After some looking around I chose FreeCad, a popular open source choice for 3D modeling. 


As a first project I created a tray for an improved Warm Floater (initial post here). The Warm Floater is a small PCB allowing 3 Euro modules to be powered by a single 16 conductor ribbon.  

The update employs box headers in an effort to make it nearly impossible to orient the power cables incorrectly.

FreeCad seemed difficult to grasp at times but after a few evenings I got it working. There are endless youtube tutorial videos about it that got me me out of most jams. 

And I need to remember: it's free. No whining!

3D printed tray printed by my patient sponsor, PCBWAY

Like Fusion360, Freecad starts with 2D sketches and allows you to extrude them (FreeCad calls this "pad") to a 3D shape.  

A few of  the issues I had with FreeCad: 

I was unfamiliar with "constraining" my sketches, locking down proportions. A good video about sketch constraints is here. This makes sense, we don't want our dimensions drifting all over, but at times the sketch looked constrained to me but I still got at least one "DOF" ("degree of freedom") and found I was "under constrained" (since I married my psychiatrist girlfriend, no, but in the world FreeCad, perhaps?)

Doh!! still one DoF!

I couldn't figure this one--I could tug and pull and my sketch would stay put, so what was underconstrained? but--my tray still printed OK. 

Everything with different Z extrusions had to be its own sketch. Maybe. Still trying to figure that one out.  

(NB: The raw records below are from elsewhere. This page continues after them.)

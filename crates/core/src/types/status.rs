//! Status enums for baskets, orders and order lines, plus staff roles.
//!
//! All enums serialize as `snake_case` strings and map onto Postgres enums
//! in the `storefront` schema when the `postgres` feature is enabled.

use serde::{Deserialize, Serialize};

/// Error returned when parsing an unknown status or role name.
#[derive(thiserror::Error, Debug, Clone, PartialEq, Eq)]
#[error("invalid {kind}: {value}")]
pub struct ParseStatusError {
    /// Which enum was being parsed.
    pub kind: &'static str,
    /// The rejected input.
    pub value: String,
}

macro_rules! string_enum {
    ($name:ident, $kind:literal, { $($variant:ident => $text:literal),+ $(,)? }) => {
        impl $name {
            /// Every variant, in declaration order.
            pub const ALL: &'static [Self] = &[$(Self::$variant),+];

            /// The `snake_case` name used in storage and on the wire.
            #[must_use]
            pub const fn as_str(self) -> &'static str {
                match self {
                    $(Self::$variant => $text),+
                }
            }
        }

        impl std::fmt::Display for $name {
            fn fmt(&self, f: &mut std::fmt::Formatter<'_>) -> std::fmt::Result {
                f.write_str(self.as_str())
            }
        }

        impl std::str::FromStr for $name {
            type Err = ParseStatusError;

            fn from_str(s: &str) -> Result<Self, Self::Err> {
                match s {
                    $($text => Ok(Self::$variant),)+
                    _ => Err(ParseStatusError {
                        kind: $kind,
                        value: s.to_owned(),
                    }),
                }
            }
        }
    };
}

/// Lifecycle of a shopping basket.
///
/// A basket moves from `Open` to `Submitted` exactly once, when it is
/// converted into an order, and is never reopened.
#[derive(Debug, Clone, Copy, PartialEq, Eq, Hash, Serialize, Deserialize, Default)]
#[cfg_attr(feature = "postgres", derive(sqlx::Type))]
#[cfg_attr(
    feature = "postgres",
    sqlx(type_name = "storefront.basket_status", rename_all = "snake_case")
)]
#[serde(rename_all = "snake_case")]
pub enum BasketStatus {
    #[default]
    Open,
    Submitted,
}

string_enum!(BasketStatus, "basket status", {
    Open => "open",
    Submitted => "submitted",
});

/// Order-level status.
///
/// `Paid` is only ever set by staff acting on payment confirmation. `Done` is
/// derived from the order lines, see [`crate::aggregation`].
#[derive(Debug, Clone, Copy, PartialEq, Eq, Hash, Serialize, Deserialize, Default)]
#[cfg_attr(feature = "postgres", derive(sqlx::Type))]
#[cfg_attr(
    feature = "postgres",
    sqlx(type_name = "storefront.order_status", rename_all = "snake_case")
)]
#[serde(rename_all = "snake_case")]
pub enum OrderStatus {
    #[default]
    New,
    Paid,
    Done,
}

string_enum!(OrderStatus, "order status", {
    New => "new",
    Paid => "paid",
    Done => "done",
});

/// Fulfillment status of a single unit in an order.
#[derive(Debug, Clone, Copy, PartialEq, Eq, Hash, Serialize, Deserialize, Default)]
#[cfg_attr(feature = "postgres", derive(sqlx::Type))]
#[cfg_attr(
    feature = "postgres",
    sqlx(type_name = "storefront.order_line_status", rename_all = "snake_case")
)]
#[serde(rename_all = "snake_case")]
pub enum OrderLineStatus {
    #[default]
    New,
    Processing,
    Sent,
    Cancelled,
}

impl OrderLineStatus {
    /// Whether the line still needs work before the order can be closed.
    #[must_use]
    pub const fn is_pending(self) -> bool {
        matches!(self, Self::New | Self::Processing)
    }
}

string_enum!(OrderLineStatus, "order line status", {
    New => "new",
    Processing => "processing",
    Sent => "sent",
    Cancelled => "cancelled",
});

/// Back-office role of a staff account.
#[derive(Debug, Clone, Copy, PartialEq, Eq, Hash, Serialize, Deserialize)]
#[cfg_attr(feature = "postgres", derive(sqlx::Type))]
#[cfg_attr(
    feature = "postgres",
    sqlx(type_name = "storefront.staff_role", rename_all = "snake_case")
)]
#[serde(rename_all = "snake_case")]
pub enum StaffRole {
    /// Full access to every back-office resource.
    Owner,
    /// Manages orders and the catalog; cannot rename catalog entries.
    CentralOffice,
    /// Ships paid orders; sees no billing data.
    Dispatcher,
}

string_enum!(StaffRole, "staff role", {
    Owner => "owner",
    CentralOffice => "central_office",
    Dispatcher => "dispatcher",
});

#[cfg(test)]
#[allow(clippy::unwrap_used)]
mod tests {
    use super::*;

    #[test]
    fn test_pending_line_statuses() {
        assert!(OrderLineStatus::New.is_pending());
        assert!(OrderLineStatus::Processing.is_pending());
        assert!(!OrderLineStatus::Sent.is_pending());
        assert!(!OrderLineStatus::Cancelled.is_pending());
    }

    #[test]
    fn test_defaults() {
        assert_eq!(BasketStatus::default(), BasketStatus::Open);
        assert_eq!(OrderStatus::default(), OrderStatus::New);
        assert_eq!(OrderLineStatus::default(), OrderLineStatus::New);
    }

    #[test]
    fn test_display_matches_serde() {
        for status in OrderLineStatus::ALL {
            let json = serde_json::to_string(status).unwrap();
            assert_eq!(json, format!("\"{status}\""));
        }
        assert_eq!(
            serde_json::to_string(&StaffRole::CentralOffice).unwrap(),
            "\"central_office\""
        );
    }

    #[test]
    fn test_from_str() {
        assert_eq!("paid".parse::<OrderStatus>().unwrap(), OrderStatus::Paid);
        assert_eq!(
            "dispatcher".parse::<StaffRole>().unwrap(),
            StaffRole::Dispatcher
        );
        let err = "shipped".parse::<OrderLineStatus>().unwrap_err();
        assert_eq!(err.kind, "order line status");
    }
}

To make the tray edges for this post's project I had to craft a rectangle sketch on the XY plane, extrude or "pad" it, then "pocket" it, making the tray's Z access edges. So far, so good. 

Next I created a second sketch and constrained two 3mm holes. The second sketch was superimposed on the first. Then I could "pocket" the holes (sketch 2) to push them though the tray (Sketch 1). I could find no other way to do this, and this seemed like a lot of steps to create an extremely simple 3D shape. 

Again, once I figured it out it made sense, but I kept trying to get the holes cut out of the tray within the same sketch--nope.

I printed one of these out on my 3D printer but needed more of them. 

With my tray STL file in hand, I whipped up a simple PCB uploaded both to PCBWAY, yes they do 3D printing, and wham, it was back. The 3D print jobs looked great. I am not saying that because they're my sponsor, really, the quality of the print was top notch. 


Let's build!




3mm nylon screws and nuts fastens the PCB to the tray


This got mounted in my bench rack, now I can put more modules with low current draw in there....much needed improvement.

I figure I will get better at Freecad over time....this still feels very new to me.